Tutorial on using LlamaIndex-ObjectIndex-Ollama
Tested on LlamaIndex 0.10.55
Uses the LlamaIndex ObjectIndex class to create an index of all the tables in an existing database.
Then, persists the index to the local disk, to avoid having to rebuild the embeddings every time that the program runs.
Reference:
https://docs.llamaindex.ai/en/stable/examples/objects/object_index/
The LlamaIndexManager
class is designed to interface with a SQL database and the Ollama LLM local server, utilizing the LlamaIndex library to create and manage an object index for efficient querying. This class also supports persisting the object index to disk, ensuring that it can be reloaded efficiently without needing to rebuild from scratch each time.
- DatabaseManager: An external class responsible for managing database connections and operations.
- OllamaEmbedding: Utilized for embedding models using the Ollama local server.
- Ollama: Represents the LLM model used for processing queries.
- Settings: Global settings for the LlamaIndex library.
- SQLDatabase: Handles the SQL database operations.
- ObjectIndex: Manages the index of database tables for efficient retrieval and querying.
- SQLTableRetrieverQueryEngine: A query engine for retrieving data from SQL tables.
The LlamaIndexManager
is initialized with the following parameters:
db_manager
: An instance ofDatabaseManager
.ollama_embedding_model
: The name of the Ollama embedding model.ollama_base_url
: The base URL for the Ollama server.ollama_llm_model
: The name of the Ollama LLM model.persist_dir
: Directory path for persisting the index data.
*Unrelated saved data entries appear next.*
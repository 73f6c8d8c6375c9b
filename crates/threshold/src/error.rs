//! Error types for the climdex-threshold crate.

/// Error type for threshold resolution.
#[derive(Debug, Clone, PartialEq, thiserror::Error)]
pub enum ThresholdError {
    /// Returned when the percentile population is empty after excluding
    /// missing values.
    #[error("percentile population is empty after excluding missing values")]
    EmptyPopulation,

    /// Returned when a percentile is non-finite or outside 0..=100.
    #[error("invalid percentile: {percentile} (must be within 0..=100)")]
    InvalidPercentile {
        /// The rejected percentile.
        percentile: f64,
    },

    /// Returned when a percentile population holds an infinite value.
    #[error("percentile population holds {value} at index {index}")]
    NonFinitePopulation {
        /// Position of the value in the population.
        index: usize,
        /// The rejected value.
        value: f64,
    },

    /// Returned when an explicit threshold is NaN or infinite.
    #[error("explicit threshold must be finite, got {value}")]
    NonFiniteThreshold {
        /// The rejected threshold.
        value: f64,
    },
}
//! Indices on daily precipitation (mm/day).

use climdex_grid::AnnualGrid;
use climdex_threshold::{Comparison, resolve};

use crate::config::IndexConfig;
use crate::error::ClimdexError;
use crate::reduction::{Reduction, map_years, reduce, settle};
use crate::result::IndexResult;
use crate::spells::longest_run_index;

/// Minimum precipitation of a wet day for PRCPTOT and R95pTOT/R99pTOT.
pub const WET_DAY: f64 = 1.0;

/// Annual mean daily precipitation.
#[tracing::instrument(skip_all, fields(n_days = prcp.len()))]
pub fn prcp_mean(prcp: &[f64], config: &IndexConfig) -> Result<IndexResult, ClimdexError> {
    reduce("prcp_mean", prcp, Reduction::Mean, config)
}

/// PRCPTOT: annual total precipitation on wet days (`>= 1 mm`, overridable).
#[tracing::instrument(skip_all, fields(n_days = prcp.len()))]
pub fn prcptot(prcp: &[f64], config: &IndexConfig) -> Result<IndexResult, ClimdexError> {
    let threshold = config.threshold().unwrap_or(WET_DAY);
    reduce("prcptot", prcp, Reduction::SumWhere(Comparison::Ge, threshold), config)
}

/// Rx1day: annual maximum 1-day precipitation.
#[tracing::instrument(skip_all, fields(n_days = prcp.len()))]
pub fn rx1day(prcp: &[f64], config: &IndexConfig) -> Result<IndexResult, ClimdexError> {
    reduce("rx1day", prcp, Reduction::Max, config)
}

/// Rx5day: annual maximum of consecutive 5-day totals.
///
/// Windows stay inside one year and a window holding a missing day is
/// skipped. A year with no complete window is an empty year.
#[tracing::instrument(skip_all, fields(n_days = prcp.len()))]
pub fn rx5day(prcp: &[f64], config: &IndexConfig) -> Result<IndexResult, ClimdexError> {
    config.validate()?;
    let grid = AnnualGrid::new(prcp)?;
    let policy = config.empty_years();
    let values = map_years(&grid, config, |year, row| {
        let best = row
            .windows(5)
            .filter(|w| w.iter().all(|v| !v.is_nan()))
            .map(|w| w.iter().sum::<f64>())
            .reduce(f64::max);
        settle("rx5day", year, best, policy)
    })?;
    Ok(IndexResult::new("rx5day", values))
}

/// SDII: simple daily intensity, mean precipitation on days `> 0.01 mm`
/// (overridable). A year without such a day is an empty year.
#[tracing::instrument(skip_all, fields(n_days = prcp.len()))]
pub fn sdii(prcp: &[f64], config: &IndexConfig) -> Result<IndexResult, ClimdexError> {
    let threshold = config.threshold().unwrap_or(0.01);
    reduce("sdii", prcp, Reduction::MeanWhere(Comparison::Gt, threshold), config)
}

/// Rnnmm: days with precipitation `>= nn` mm. A threshold override in
/// `config` wins over `nn`.
#[tracing::instrument(skip_all, fields(n_days = prcp.len(), nn = nn))]
pub fn rnnmm(prcp: &[f64], nn: f64, config: &IndexConfig) -> Result<IndexResult, ClimdexError> {
    let threshold = config.threshold().unwrap_or(nn);
    reduce("rnnmm", prcp, Reduction::Count(Comparison::Ge, threshold), config)
}

/// R10mm: days with precipitation `>= 10 mm`.
pub fn r10mm(prcp: &[f64], config: &IndexConfig) -> Result<IndexResult, ClimdexError> {
    let threshold = config.threshold().unwrap_or(10.0);
    reduce("r10mm", prcp, Reduction::Count(Comparison::Ge, threshold), config)
}

/// R20mm: days with precipitation `>= 20 mm`.
pub fn r20mm(prcp: &[f64], config: &IndexConfig) -> Result<IndexResult, ClimdexError> {
    let threshold = config.threshold().unwrap_or(20.0);
    reduce("r20mm", prcp, Reduction::Count(Comparison::Ge, threshold), config)
}

/// CDD: longest run of days with precipitation `< 0.1 mm` (overridable).
#[tracing::instrument(skip_all, fields(n_days = prcp.len()))]
pub fn cdd(prcp: &[f64], config: &IndexConfig) -> Result<IndexResult, ClimdexError> {
    longest_run_index("cdd", prcp, 0.1, Comparison::Lt, config)
}

/// CWD: longest run of days with precipitation `> 0.1 mm` (overridable).
#[tracing::instrument(skip_all, fields(n_days = prcp.len()))]
pub fn cwd(prcp: &[f64], config: &IndexConfig) -> Result<IndexResult, ClimdexError> {
    longest_run_index("cwd", prcp, 0.1, Comparison::Gt, config)
}

/// R95pTOT: annual total on days above the 95th percentile of wet days in
/// `reference` (or `prcp` itself).
#[tracing::instrument(skip_all, fields(n_days = prcp.len()))]
pub fn r95ptot(
    prcp: &[f64],
    reference: Option<&[f64]>,
    config: &IndexConfig,
) -> Result<IndexResult, ClimdexError> {
    wet_percentile_total("r95ptot", prcp, reference, 95.0, config)
}

/// R99pTOT: annual total on days above the 99th percentile of wet days.
#[tracing::instrument(skip_all, fields(n_days = prcp.len()))]
pub fn r99ptot(
    prcp: &[f64],
    reference: Option<&[f64]>,
    config: &IndexConfig,
) -> Result<IndexResult, ClimdexError> {
    wet_percentile_total("r99ptot", prcp, reference, 99.0, config)
}

fn wet_percentile_total(
    index: &'static str,
    prcp: &[f64],
    reference: Option<&[f64]>,
    percentile: f64,
    config: &IndexConfig,
) -> Result<IndexResult, ClimdexError> {
    config.validate()?;
    let wet: Vec<f64> = reference
        .unwrap_or(prcp)
        .iter()
        .copied()
        .filter(|&v| v >= WET_DAY)
        .collect();
    let threshold = resolve(config.threshold(), Some(wet.as_slice()), percentile, prcp)?;
    reduce(index, prcp, Reduction::SumWhere(Comparison::Gt, threshold), config)
}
def __init__(self, db_manager: DatabaseManager,
ollama_embedding_model, ollama_base_url, ollama_llm_model,
persist_dir="./svs_storage"):
The _create_object_index
method checks if the necessary files exist in the persistence directory:
- If the files exist, it loads the existing index from disk.
- If the files do not exist, it builds a new index and saves it to disk.
def _create_object_index(self):
# Check if the storage directory exists
if not os.path.exists(self.persist_dir):
os.makedirs(self.persist_dir)
# Check if all necessary files exist
files_exist = all(
os.path.exists(os.path.join(self.persist_dir, f))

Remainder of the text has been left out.